▶ _Task prompt_:
Check each line of the data below for the word "SeatConflict". How many lines have it? Answer with the number alone.

▶ _Material provided_:
use axum::{
    http::StatusCode,
    response::{IntoResponse, Response},
    Json,
};
use serde_json::json;
use tripline_order::BookingError;

#[derive(Debug)]
pub enum ApiError {
    Booking(BookingError),
    AuthenticationError(String),
    AuthorizationError(String),
}

impl From<BookingError> for ApiError {
    fn from(err: BookingError) -> Self {
        ApiError::Booking(err)
    }
}

fn booking_status(err: &BookingError) -> StatusCode {
    match err {
        BookingError::TargetRequired
        | BookingError::TargetAmbiguous
        | BookingError::TravelersOutOfRange { .. }
        | BookingError::SeatCountMismatch { .. }
        | BookingError::InvalidSeatLabel(_)
        | BookingError::DuplicateSeat(_)
        | BookingError::SeatOutsideMap(_)
        | BookingError::DepartureCityRequired
        | BookingError::DepartureCityNotServed(_)
        | BookingError::ItemUnavailable => StatusCode::BAD_REQUEST,
        BookingError::ItemNotFound | BookingError::BookingNotFound => StatusCode::NOT_FOUND,
        BookingError::SeatConflict { .. } | BookingError::InvalidTransition { .. } => {
            StatusCode::CONFLICT
        }
        BookingError::Forbidden => StatusCode::FORBIDDEN,
        BookingError::Internal(_) => StatusCode::INTERNAL_SERVER_ERROR,
    }
}

impl IntoResponse for ApiError {
    fn into_response(self) -> Response {
        let (status, code, message) = match self {
            ApiError::Booking(err) => {
                let status = booking_status(&err);
                if status == StatusCode::INTERNAL_SERVER_ERROR {
                    tracing::error!("Internal Server Error: {:?}", err);
                    // Detail stays in the log.
                    (status, "INTERNAL", "Внутренняя ошибка сервера".to_string())
                } else {
                    (status, err.code(), err.to_string())
                }
            }
            ApiError::AuthenticationError(msg) => (StatusCode::UNAUTHORIZED, "AUTH_REQUIRED", msg),
            ApiError::AuthorizationError(msg) => (StatusCode::FORBIDDEN, "FORBIDDEN", msg),
        };

        let body = Json(json!({
            "success": false,
            "code": code,
            "message": message,
        }));

        (status, body).into_response()
    }
}
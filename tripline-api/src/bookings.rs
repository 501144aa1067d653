use axum::{
    extract::{Path, State},
    routing::{get, post},
    Extension, Json, Router,
};
use serde::Serialize;
use serde_json::json;
use tracing::info;
use uuid::Uuid;

use tripline_core::booking::{BookingHistoryEntry, CreateBookingRequest};
use tripline_order::{build_view, BookingError, BookingView};

use crate::error::ApiError;
use crate::middleware::auth::Claims;
use crate::state::AppState;

#[derive(Debug, Serialize)]
#[serde(rename_all = "camelCase")]
struct CreateBookingResponse {
    success: bool,
    booking_id: Uuid,
}

pub fn routes() -> Router<AppState> {
    Router::new()
        .route("/booking/create", post(create_booking))
        .route("/bookings", get(list_bookings))
        .route("/bookings/{id}", get(get_booking))
        .route("/bookings/{id}/cancel", post(cancel_booking))
}

/// POST /booking/create
async fn create_booking(
    State(state): State<AppState>,
    Extension(claims): Extension<Claims>,
    Json(req): Json<CreateBookingRequest>,
) -> Result<Json<CreateBookingResponse>, ApiError> {
    let user_id = claims.user_id()?;
    let booking_id = state.writer.create(user_id, &req).await?;

    info!(%booking_id, %user_id, "booking accepted");
    Ok(Json(CreateBookingResponse {
        success: true,
        booking_id,
    }))
}

/// GET /bookings returns the authenticated user's bookings, newest first.
async fn list_bookings(
    State(state): State<AppState>,
    Extension(claims): Extension<Claims>,
) -> Result<Json<serde_json::Value>, ApiError> {
    let user_id = claims.user_id()?;
    let records = state
        .bookings
        .list_for_user(user_id)
        .await
        .map_err(BookingError::from)?;

    let views: Vec<BookingView> = records.iter().map(build_view).collect();
    Ok(Json(json!({ "success": true, "bookings": views })))
}

/// GET /bookings/:id, detail with the full status trail. Owner or manager.
async fn get_booking(
    State(state): State<AppState>,
    Extension(claims): Extension<Claims>,
    Path(booking_id): Path<Uuid>,
) -> Result<Json<serde_json::Value>, ApiError> {
    let user_id = claims.user_id()?;
    let record = state
        .bookings
        .get(booking_id)
        .await
        .map_err(BookingError::from)?
        .ok_or(BookingError::BookingNotFound)?;

    if record.booking.user_id != user_id && !claims.is_manager() {
        return Err(BookingError::Forbidden.into());
    }

    let history: Vec<BookingHistoryEntry> = state
        .bookings
        .history(booking_id)
        .await
        .map_err(BookingError::from)?;

    Ok(Json(json!({
        "success": true,
        "booking": build_view(&record),
        "history": history,
    })))
}

/// POST /bookings/:id/cancel, owner-initiated cancellation.
async fn cancel_booking(
    State(state): State<AppState>,
    Extension(claims): Extension<Claims>,
    Path(booking_id): Path<Uuid>,
) -> Result<Json<serde_json::Value>, ApiError> {
    let user_id = claims.user_id()?;
    state.status.cancel_own(user_id, booking_id).await?;
    Ok(Json(json!({ "success": true })))
}
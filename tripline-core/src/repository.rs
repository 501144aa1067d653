use async_trait::async_trait;
use uuid::Uuid;

use crate::booking::{BookingHistoryEntry, BookingRecord, BookingStatus, NewBooking};

/// Errors surfaced by the persistence layer.
#[derive(Debug, thiserror::Error)]
pub enum StoreError {
    #[error("not found: {0}")]
    NotFound(String),

    /// One or more requested seats is already claimed by an active booking.
    #[error("seats already taken: {}", seats.join(", "))]
    SeatConflict { seats: Vec<String> },

    #[error("invalid status transition from {from} to {to}")]
    InvalidTransition {
        from: BookingStatus,
        to: BookingStatus,
    },

    #[error("database error: {0}")]
    Database(String),
}

/// Repository trait for booking data access. The booking writer is the only
/// component allowed to create bookings and claim seats; nothing else writes
/// these tables.
#[async_trait]
pub trait BookingRepository: Send + Sync {
    /// Persist a booking atomically: the booking row, its seat claims and
    /// the initial history entry commit or roll back together. A seat
    /// already held by an active booking fails the whole call with
    /// [`StoreError::SeatConflict`].
    async fn create(&self, booking: &NewBooking) -> Result<Uuid, StoreError>;

    async fn get(&self, id: Uuid) -> Result<Option<BookingRecord>, StoreError>;

    async fn list_for_user(&self, user_id: Uuid) -> Result<Vec<BookingRecord>, StoreError>;

    /// Cross-user listing for managers, optionally filtered by status.
    async fn list_all(
        &self,
        status: Option<BookingStatus>,
    ) -> Result<Vec<BookingRecord>, StoreError>;

    /// Compare-and-set status change. Verifies the current status equals
    /// `from` under a row lock, appends a history entry, and releases the
    /// booking's seat claims when transitioning to Cancelled.
    async fn transition(
        &self,
        id: Uuid,
        from: BookingStatus,
        to: BookingStatus,
    ) -> Result<(), StoreError>;

    async fn history(&self, id: Uuid) -> Result<Vec<BookingHistoryEntry>, StoreError>;
}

▶ _Result_:
3